I use osmosis as a strategy to learn the basics of any discipline. There are some advantages to being a complete beginner in a topic. Let’s say I want to understand the basics of statistics, which I do. I look up a video where I find a person explaining a concept in statistics. I watch it. Note, I don’t actually care about the concept they are explaining. I similarly don’t care whether the person is correct or giving me misleading information about this concept. I don’t have a fully-formed enough knowledge about statistics for minor details like that to matter.

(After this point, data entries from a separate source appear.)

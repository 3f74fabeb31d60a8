//! Typed parameter layouts for the trainable flows.
//!
//! A layout is computed once from `(d, K)` and hands out named views into a
//! flat parameter vector, so variant code never does index arithmetic on θ.
//!
//! Autoregressive (K steps, `P = 2d + d(d − 1)` entries per step):
//!
//! ```text
//! θ[k·P .. (k+1)·P] = [ scale_bias (d) | shift_bias (d) |
//!                       scale_weights (d(d−1)/2) | shift_weights (d(d−1)/2) ]
//! ```
//!
//! Weights are strictly-lower-triangular and packed row-major: row `i` holds
//! the coefficients on inputs `0..i` and starts at offset `i(i − 1)/2`.
//!
//! Spline (K bins per dimension, `2K` entries per dimension):
//!
//! ```text
//! θ[2K·i .. 2K·(i+1)] = [ width_logits (K) | height_logits (K) ]
//! ```
use std::ops::Range;

use ndarray::{ArrayView1, s};

use crate::flows::errors::{FlowError, FlowKind, FlowResult};

/// Layout of an autoregressive flow with `steps` affine steps in `dim` dims.
#[derive(Debug, Clone, Copy, PartialEq, Eq)]
pub struct AutoregressiveLayout {
    dim: usize,
    steps: usize,
}

/// Views into one autoregressive step.
#[derive(Debug, Clone, Copy)]
pub struct AutoregressiveStep<'a> {
    pub scale_bias: ArrayView1<'a, f64>,
    pub shift_bias: ArrayView1<'a, f64>,
    pub scale_weights: ArrayView1<'a, f64>,
    pub shift_weights: ArrayView1<'a, f64>,
}

impl AutoregressiveLayout {
    /// # Errors
    /// - [`FlowError::InvalidDimension`] if `dim == 0`.
    /// - [`FlowError::InvalidStructure`] if `steps == 0`.
    pub fn new(dim: usize, steps: usize) -> FlowResult<Self> {
        if dim == 0 {
            return Err(FlowError::InvalidDimension { dim, reason: "Dimension must be positive." });
        }
        if steps == 0 {
            return Err(FlowError::InvalidStructure {
                kind: FlowKind::Autoregressive,
                count: steps,
                reason: "Number of steps must be positive.",
            });
        }
        Ok(Self { dim, steps })
    }

    pub fn dim(&self) -> usize {
        self.dim
    }

    pub fn steps(&self) -> usize {
        self.steps
    }

    /// Number of strictly-lower-triangular weights per matrix, `d(d − 1)/2`.
    pub fn n_weights(&self) -> usize {
        self.dim * (self.dim - 1) / 2
    }

    /// Entries per step, `2d + d(d − 1)`.
    pub fn per_step(&self) -> usize {
        2 * self.dim + 2 * self.n_weights()
    }

    /// Total parameter count, `K·(2d + d(d − 1))`.
    pub fn n_params(&self) -> usize {
        self.steps * self.per_step()
    }

    /// Range of row `i` inside a packed weight block.
    #[inline]
    pub fn row_range(i: usize) -> Range<usize> {
        let start = i * i.saturating_sub(1) / 2;
        start..start + i
    }

    /// Views of step `k`. `theta` must already have length [`Self::n_params`].
    pub fn step<'a>(&self, theta: ArrayView1<'a, f64>, k: usize) -> AutoregressiveStep<'a> {
        let d = self.dim;
        let w = self.n_weights();
        let base = k * self.per_step();
        AutoregressiveStep {
            scale_bias: theta.slice_move(s![base..base + d]),
            shift_bias: theta.slice_move(s![base + d..base + 2 * d]),
            scale_weights: theta.slice_move(s![base + 2 * d..base + 2 * d + w]),
            shift_weights: theta.slice_move(s![base + 2 * d + w..base + 2 * d + 2 * w]),
        }
    }
}

/// Layout of a spline flow with `bins` bins in each of `dim` dims.
#[derive(Debug, Clone, Copy, PartialEq, Eq)]
pub struct SplineLayout {
    dim: usize,
    bins: usize,
}

/// Views into one dimension's spline logits.
#[derive(Debug, Clone, Copy)]
pub struct SplineDim<'a> {
    pub width_logits: ArrayView1<'a, f64>,
    pub height_logits: ArrayView1<'a, f64>,
}

impl SplineLayout {
    /// # Errors
    /// - [`FlowError::InvalidDimension`] if `dim == 0`.
    /// - [`FlowError::InvalidStructure`] if `bins == 0`.
    pub fn new(dim: usize, bins: usize) -> FlowResult<Self> {
        if dim == 0 {
            return Err(FlowError::InvalidDimension { dim, reason: "Dimension must be positive." });
        }
        if bins == 0 {
            return Err(FlowError::InvalidStructure {
                kind: FlowKind::Spline,
                count: bins,
                reason: "Number of bins must be positive.",
            });
        }
        Ok(Self { dim, bins })
    }

    pub fn dim(&self) -> usize {
        self.dim
    }

    pub fn bins(&self) -> usize {
        self.bins
    }

    /// Total parameter count, `2·K·d`.
    pub fn n_params(&self) -> usize {
        2 * self.bins * self.dim
    }

    /// Views of dimension `i`. `theta` must already have length [`Self::n_params`].
    pub fn dim_params<'a>(&self, theta: ArrayView1<'a, f64>, i: usize) -> SplineDim<'a> {
        let k = self.bins;
        let base = 2 * k * i;
        SplineDim {
            width_logits: theta.slice_move(s![base..base + k]),
            height_logits: theta.slice_move(s![base + k..base + 2 * k]),
        }
    }
}

/// Check `theta` against an expected length and finiteness.
///
/// # Errors
/// - [`FlowError::ParamLengthMismatch`] on a length mismatch.
/// - [`FlowError::NonFiniteParam`] for the first non-finite entry.
pub fn check_theta(kind: FlowKind, theta: ArrayView1<'_, f64>, expected: usize) -> FlowResult<()> {
    if theta.len() != expected {
        return Err(FlowError::ParamLengthMismatch { kind, expected, found: theta.len() });
    }
    match crate::utils::first_non_finite(theta) {
        Some((index, value)) => Err(FlowError::NonFiniteParam { kind, index, value }),
        None => Ok(()),
    }
}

But despite not caring about the concept, not planning on learning or understanding it, and not caring about accuracy, it feels like the video is offering me some sort of benefit. What is that? Watching the video, and engaging in the hopeless task of trying to understand what the speaker is saying, pulls at my mind in a way. While I can’t hope to understand what the speaker is talking about, I do still recognize the syntactical words of their sentences, and these guide me through the logical flow of the explanation. I’m being led on a tour of a museum blindfolded: I can’t see the statues and paintings the guide is pointing to, but I can hear them. I’m not familiar with the names or historical events they allude to, but I can tell that they’re alluding. I can tell that they’re using the word “varimax” as a noun, and based on context I can tell that it represents an action or technique. I can tell that there’s something important about “loading factors”, although it never seems to reach the newspapers (so I also know it can’t be related to political scandals). And there’s something good about maximizing variances. At a more general level, I observe that a lot of statistics activity seems to revolve around taking pieces of information, which seem to have an optimal way of fitting together (although this may or may not be found) and learning various mathematical approaches to combining them into useful generalities. (This sounds like a simple definition of statistics, but would you be able to pull that out of a hat, being unfamiliar with the discipline? I contend it’s useful.)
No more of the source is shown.